- Opening Delimiter -

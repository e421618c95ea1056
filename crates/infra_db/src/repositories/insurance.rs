//! Insurance policy repository implementation
//!
//! This module provides database access for the `insurances` table.

use chrono::{DateTime, NaiveDate, Utc};
use rust_decimal::Decimal;
use sqlx::PgPool;
use tracing::debug;

use core_kernel::PolicyId;
use domain_policy::{InsurancePolicy, PolicyDraft};

use crate::error::{classify, DatabaseError};

const COLUMNS: &str = r#"
    id,
    policy_number,
    insurance_type,
    provider,
    premium,
    coverage_amount,
    start_date,
    end_date,
    status,
    description,
    created_at,
    updated_at
"#;

/// Repository for managing insurance policy rows
///
/// # Example
///
/// ```rust,ignore
/// use infra_db::repositories::InsuranceRepository;
///
/// let repo = InsuranceRepository::new(pool);
/// let row = repo.find_by_id(42).await?;
/// ```
#[derive(Debug, Clone)]
pub struct InsuranceRepository {
    pool: PgPool,
}

impl InsuranceRepository {
    /// Creates a new InsuranceRepository with the given connection pool
    ///
    /// # Arguments
    ///
    /// * `pool` - The PostgreSQL connection pool
    pub fn new(pool: PgPool) -> Self {
        Self { pool }
    }

    /// Retrieves every row ordered by id
    pub async fn find_all(&self) -> Result<Vec<InsuranceRow>, DatabaseError> {
        let sql = format!("SELECT {COLUMNS} FROM insurances ORDER BY id ASC");

        let rows = sqlx::query_as::<_, InsuranceRow>(&sql)
            .fetch_all(&self.pool)
            .await
            .map_err(classify)?;

        debug!(count = rows.len(), "Fetched insurance rows");
        Ok(rows)
    }

    /// Retrieves a row by id
    ///
    /// # Returns
    ///
    /// The row, or `None` if no row has the id
    pub async fn find_by_id(&self, id: i64) -> Result<Option<InsuranceRow>, DatabaseError> {
        let sql = format!("SELECT {COLUMNS} FROM insurances WHERE id = $1");

        sqlx::query_as::<_, InsuranceRow>(&sql)
            .bind(id)
            .fetch_optional(&self.pool)
            .await
            .map_err(classify)
    }

    /// Inserts a new row
    ///
    /// # Arguments
    ///
    /// * `policy` - The row data to insert
    ///
    /// # Returns
    ///
    /// The created row with its generated id
    ///
    /// # Errors
    ///
    /// Returns `DatabaseError::DuplicateEntry` if the policy number already exists
    pub async fn insert(&self, policy: NewInsurance) -> Result<InsuranceRow, DatabaseError> {
        let sql = format!(
            r#"
            INSERT INTO insurances (
                policy_number,
                insurance_type,
                provider,
                premium,
                coverage_amount,
                start_date,
                end_date,
                status,
                description,
                created_at,
                updated_at
            ) VALUES ($1, $2, $3, $4, $5, $6, $7, $8, $9, $10, $10)
            RETURNING {COLUMNS}
            "#
        );

        sqlx::query_as::<_, InsuranceRow>(&sql)
            .bind(policy.policy_number)
            .bind(policy.insurance_type)
            .bind(policy.provider)
            .bind(policy.premium)
            .bind(policy.coverage_amount)
            .bind(policy.start_date)
            .bind(policy.end_date)
            .bind(policy.status)
            .bind(policy.description)
            .bind(policy.created_at)
            .fetch_one(&self.pool)
            .await
            .map_err(classify)
    }

    /// Overwrites the mutable columns of an existing row
    ///
    /// `id` and `created_at` are never written.
    ///
    /// # Errors
    ///
    /// Returns `DatabaseError::NotFound` if no row has the id and
    /// `DatabaseError::DuplicateEntry` if the policy number belongs to another row
    pub async fn update(&self, row: &InsuranceRow) -> Result<InsuranceRow, DatabaseError> {
        let sql = format!(
            r#"
            UPDATE insurances
            SET policy_number = $2,
                insurance_type = $3,
                provider = $4,
                premium = $5,
                coverage_amount = $6,
                start_date = $7,
                end_date = $8,
                status = $9,
                description = $10,
                updated_at = $11
            WHERE id = $1
            RETURNING {COLUMNS}
            "#
        );

        sqlx::query_as::<_, InsuranceRow>(&sql)
            .bind(row.id)
            .bind(&row.policy_number)
            .bind(&row.insurance_type)
            .bind(&row.provider)
            .bind(row.premium)
            .bind(row.coverage_amount)
            .bind(row.start_date)
            .bind(row.end_date)
            .bind(&row.status)
            .bind(&row.description)
            .bind(row.updated_at)
            .fetch_optional(&self.pool)
            .await
            .map_err(classify)?
            .ok_or_else(|| DatabaseError::not_found(row.id))
    }

    /// Deletes a row by id
    ///
    /// # Returns
    ///
    /// `true` if a row was removed
    pub async fn delete(&self, id: i64) -> Result<bool, DatabaseError> {
        let result = sqlx::query("DELETE FROM insurances WHERE id = $1")
            .bind(id)
            .execute(&self.pool)
            .await
            .map_err(classify)?;

        Ok(result.rows_affected() > 0)
    }
}

/// Database row representation of an insurance policy
#[derive(Debug, Clone, sqlx::FromRow)]
pub struct InsuranceRow {
    pub id: i64,
    pub policy_number: String,
    pub insurance_type: String,
    pub provider: String,
    pub premium: Decimal,
    pub coverage_amount: Decimal,
    pub start_date: NaiveDate,
    pub end_date: Option<NaiveDate>,
    pub status: String,
    pub description: Option<String>,
    pub created_at: DateTime<Utc>,
    pub updated_at: DateTime<Utc>,
}

/// Data for creating a new insurance row
#[derive(Debug, Clone)]
pub struct NewInsurance {
    pub policy_number: String,
    pub insurance_type: String,
    pub provider: String,
    pub premium: Decimal,
    pub coverage_amount: Decimal,
    pub start_date: NaiveDate,
    pub end_date: Option<NaiveDate>,
    pub status: String,
    pub description: Option<String>,
    pub created_at: DateTime<Utc>,
}

impl NewInsurance {
    /// Builds the insert data for a draft stamped at `created_at`
    pub fn from_draft(draft: PolicyDraft, created_at: DateTime<Utc>) -> Self {
        Self {
            policy_number: draft.policy_number,
            insurance_type: draft.insurance_type,
            provider: draft.provider,
            premium: draft.premium,
            coverage_amount: draft.coverage_amount,
            start_date: draft.start_date,
            end_date: draft.end_date,
            status: draft.status,
            description: draft.description,
            created_at,
        }
    }
}

impl From<InsuranceRow> for InsurancePolicy {
    fn from(row: InsuranceRow) -> Self {
        InsurancePolicy {
            id: PolicyId::new(row.id),
            policy_number: row.policy_number,
            insurance_type: row.insurance_type,
            provider: row.provider,
            premium: row.premium,
            coverage_amount: row.coverage_amount,
            start_date: row.start_date,
            end_date: row.end_date,
            status: row.status,
            description: row.description,
            created_at: row.created_at,
            updated_at: row.updated_at,
        }
    }
}

impl From<InsurancePolicy> for InsuranceRow {
    fn from(policy: InsurancePolicy) -> Self {
        InsuranceRow {
            id: policy.id.value(),
            policy_number: policy.policy_number,
            insurance_type: policy.insurance_type,
            provider: policy.provider,
            premium: policy.premium,
            coverage_amount: policy.coverage_amount,
            start_date: policy.start_date,
            end_date: policy.end_date,
            status: policy.status,
            description: policy.description,
            created_at: policy.created_at,
            updated_at: policy.updated_at,
        }
    }
}

#[cfg(test)]
mod tests {
    use super::*;
    use chrono::TimeZone;
    use rust_decimal_macros::dec;

    #[test]
    fn test_row_policy_conversion_round_trips() {
        let created = Utc.with_ymd_and_hms(2024, 1, 1, 8, 30, 0).unwrap();
        let draft = PolicyDraft::new(
            "P-7",
            "Home",
            "Initech",
            dec!(42.00),
            dec!(150000.00),
            NaiveDate::from_ymd_opt(2024, 2, 1).unwrap(),
        );
        let policy = InsurancePolicy::from_draft(PolicyId::new(7), draft, created);

        let row = InsuranceRow::from(policy.clone());
        assert_eq!(row.id, 7);
        assert_eq!(InsurancePolicy::from(row), policy);
    }

    #[test]
    fn test_new_insurance_keeps_default_status() {
        let draft = PolicyDraft::new(
            "P-8",
            "Auto",
            "Acme",
            dec!(1),
            dec!(2),
            NaiveDate::from_ymd_opt(2024, 2, 1).unwrap(),
        );
        let new = NewInsurance::from_draft(draft, Utc::now());
        assert_eq!(new.status, "Active");
    }
}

- Closing Delimiter -

Go through the material above, and wherever a line holds the word "provider", copy it.

    provider,
                provider,
            .bind(policy.provider)
                provider = $4,
            .bind(&row.provider)
    pub provider: String,
    pub provider: String,
            provider: draft.provider,
            provider: row.provider,
            provider: policy.provider,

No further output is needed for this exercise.